Selected market news

All eyes were of course on the ECB meeting yesterday. The ECB decided to extend its QE purchases by nine months to December 2017, but reduced the monthly purchases to EUR60bn from EUR80bn. The lower pace of purchases followed, according to the ECB, as the risk of deflation has now largely disappeared (the reason why the pace of purchases was temporarily lifted). President Draghi said the nine-month extension followed as the ECB wants to signal a sustained presence and no near-term tapering.

In our view, Draghi expressed a dovish tone during the Q&A and continued to repeat that tapering had not been discussed. According to Draghi, none of the ECB members want to taper QE, but the main message was a sustained ECB presence in the markets without distortions. Related to this, the ECB communicated additional flexibility in case of a less favourable inflation outlook or a worsening in financial conditions.

In terms of QE restriction changes, the ECB now permits buying bonds with a yield below the deposit rate while the maturity range includes the 1-2Y. The ECB has thus not lifted the 33% issue/issuer limit and will continue to follow the capital key distribution.

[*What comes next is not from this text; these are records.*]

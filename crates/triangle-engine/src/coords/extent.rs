/// Smallest accepted swapchain dimension.
pub const MIN_EXTENT_DIM: u32 = 1;

/// Largest accepted swapchain dimension.
pub const MAX_EXTENT_DIM: u32 = 0xffff;

/// Swapchain size in physical pixels.
///
/// Both dimensions are always inside `[MIN_EXTENT_DIM, MAX_EXTENT_DIM]`.
#[derive(Debug, Copy, Clone, Eq, PartialEq, Hash)]
pub struct Extent {
    width: u32,
    height: u32,
}

impl Extent {
    /// Clamps `width` and `height` into the accepted range.
    #[inline]
    pub fn clamped(width: u32, height: u32) -> Self {
        Self {
            width: width.clamp(MIN_EXTENT_DIM, MAX_EXTENT_DIM),
            height: height.clamp(MIN_EXTENT_DIM, MAX_EXTENT_DIM),
        }
    }

    #[inline]
    pub const fn width(self) -> u32 {
        self.width
    }

    #[inline]
    pub const fn height(self) -> u32 {
        self.height
    }

    /// Width over height; never zero or infinite.
    #[inline]
    pub fn aspect_ratio(self) -> f32 {
        self.width as f32 / self.height as f32
    }
}

impl Default for Extent {
    fn default() -> Self {
        Self::clamped(1280, 720)
    }
}

impl From<winit::dpi::PhysicalSize<u32>> for Extent {
    fn from(size: winit::dpi::PhysicalSize<u32>) -> Self {
        Self::clamped(size.width, size.height)
    }
}

#[cfg(test)]
mod tests {
    use super::*;

    #[test]
    fn zero_is_raised_to_one() {
        let e = Extent::clamped(0, 0);
        assert_eq!((e.width(), e.height()), (1, 1));
    }

    #[test]
    fn oversized_is_capped() {
        let e = Extent::clamped(70_000, u32::MAX);
        assert_eq!((e.width(), e.height()), (65_535, 65_535));
    }

    #[test]
    fn in_range_is_untouched() {
        let e = Extent::clamped(640, 480);
        assert_eq!((e.width(), e.height()), (640, 480));
        assert_eq!(e.aspect_ratio(), 640.0 / 480.0);
    }

    #[test]
    fn physical_size_conversion_clamps() {
        let e: Extent = winit::dpi::PhysicalSize::new(0u32, 720u32).into();
        assert_eq!((e.width(), e.height()), (1, 720));
    }
}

The decision to buy below the deposit rate at -0.4% and to include bonds with a 1-2Y maturity led to a strong rally in the front end of especially the German government bond curve, where 2Y yields dropped to -0.76%. The reaction was very different in the long end of the curve, where both 10Y and 30Y German bonds came under pressure due to the lower QE amount, though the yield level at the end of the day was not that much higher. All in all, it resulted in a significant steepening of the yield curves for 2Y10Y, 5Y10Y and 10Y30Y. It is our view that the steepening of the German curve and the EUR swap curve will continue in 2017, but at a more moderate pace compared to what we have seen over the past couple of months. Despite the ECB’s assurance that yesterday’s decision had nothing to do with ‘tapering’, this will eventually become the ‘talk of the town’ in 2017. Furthermore, the global ‘reflation’ theme and the impact of the US bond market will tend to steepen European curves in 2017. Working in the other direction is the fact that the yield curves are already very steep and that the ECB core inflation forecasts remain optimistic.

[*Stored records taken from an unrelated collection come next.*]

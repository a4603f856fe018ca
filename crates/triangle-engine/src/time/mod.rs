//! Time subsystem.
//!
//! Frame timing lives here, outside the renderer:
//! - `FrameLimiter` decides *when* a frame should be rendered
//! - `FrameClock` measures *how much* time the rendered frame covers

mod frame_clock;
mod frame_limiter;

pub use frame_clock::{FrameClock, FrameTime};
pub use frame_limiter::{FrameDecision, FrameLimiter, DEFAULT_FPS_CAP};
//! Renderer error taxonomy.
//!
//! Every lifecycle operation returns [`RendererResult`]. Callers branch on
//! [`RendererError::kind`] to decide between rebuilding the swapchain and
//! tearing the renderer down.

use std::path::PathBuf;

use crate::renderer::RendererState;

pub type RendererResult<T> = Result<T, RendererError>;

/// Coarse classification of a [`RendererError`].
#[derive(Debug, Copy, Clone, Eq, PartialEq)]
pub enum ErrorKind {
    /// Construction could not complete; no usable renderer exists.
    FatalInitialization,
    /// The swapchain no longer matches the surface; rebuild and retry.
    RecoverableSwapchainStale,
    /// The device went away mid-frame.
    FatalDeviceLost,
    /// GPU allocation failed.
    FatalResource,
    /// An operation was called in a state that does not allow it.
    Usage,
}

#[derive(thiserror::Error, Debug)]
pub enum RendererError {
    #[error("initialization failed: {0}")]
    Initialization(String),

    #[error("failed to read shader {}: {source}", path.display())]
    ShaderLoad {
        path: PathBuf,
        #[source]
        source: std::io::Error,
    },

    #[error("shader compilation failed: {0}")]
    ShaderCompile(String),

    #[error("swapchain is out of date")]
    SwapchainStale,

    #[error("device lost: {0}")]
    DeviceLost(String),

    #[error("out of GPU memory")]
    OutOfMemory,

    #[error("cannot {op} while renderer is {state}")]
    InvalidState {
        op: &'static str,
        state: RendererState,
    },
}

impl RendererError {
    pub fn initialization(msg: impl Into<String>) -> Self {
        Self::Initialization(msg.into())
    }

    pub fn shader_compile(msg: impl Into<String>) -> Self {
        Self::ShaderCompile(msg.into())
    }

    pub fn device_lost(msg: impl Into<String>) -> Self {
        Self::DeviceLost(msg.into())
    }

    pub fn kind(&self) -> ErrorKind {
        match self {
            Self::Initialization(_) | Self::ShaderLoad { .. } | Self::ShaderCompile(_) => {
                ErrorKind::FatalInitialization
            }
            Self::SwapchainStale => ErrorKind::RecoverableSwapchainStale,
            Self::DeviceLost(_) => ErrorKind::FatalDeviceLost,
            Self::OutOfMemory => ErrorKind::FatalResource,
            Self::InvalidState { .. } => ErrorKind::Usage,
        }
    }

    /// Only a stale swapchain can be fixed by the renderer itself.
    pub fn is_recoverable(&self) -> bool {
        self.kind() == ErrorKind::RecoverableSwapchainStale
    }

    /// Errors after which the renderer must not be used for drawing again.
    pub fn is_fatal(&self) -> bool {
        matches!(
            self.kind(),
            ErrorKind::FatalInitialization | ErrorKind::FatalDeviceLost | ErrorKind::FatalResource
        )
    }
}
//! Logging utilities.
//!
//! Centralizes logger initialization. Library code only talks to the `log`
//! facade; binaries call [`init_logging`] once.

mod init;

pub use init::{init_logging, LoggingConfig, DEFAULT_FILTER};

The ECB’s QE for at least another nine months boosted risk appetite further and especially European equities marched higher and the euro dropped. The SEK gained against the euro yesterday. However, we firmly believe that the Riksbank will have to stay relatively dovish after the ECB’s message. The Riksbank will definitely have to do more QE and, in our view, a 10bp repo rate cut in Sweden at the policy meeting on 21 December is still a possibility.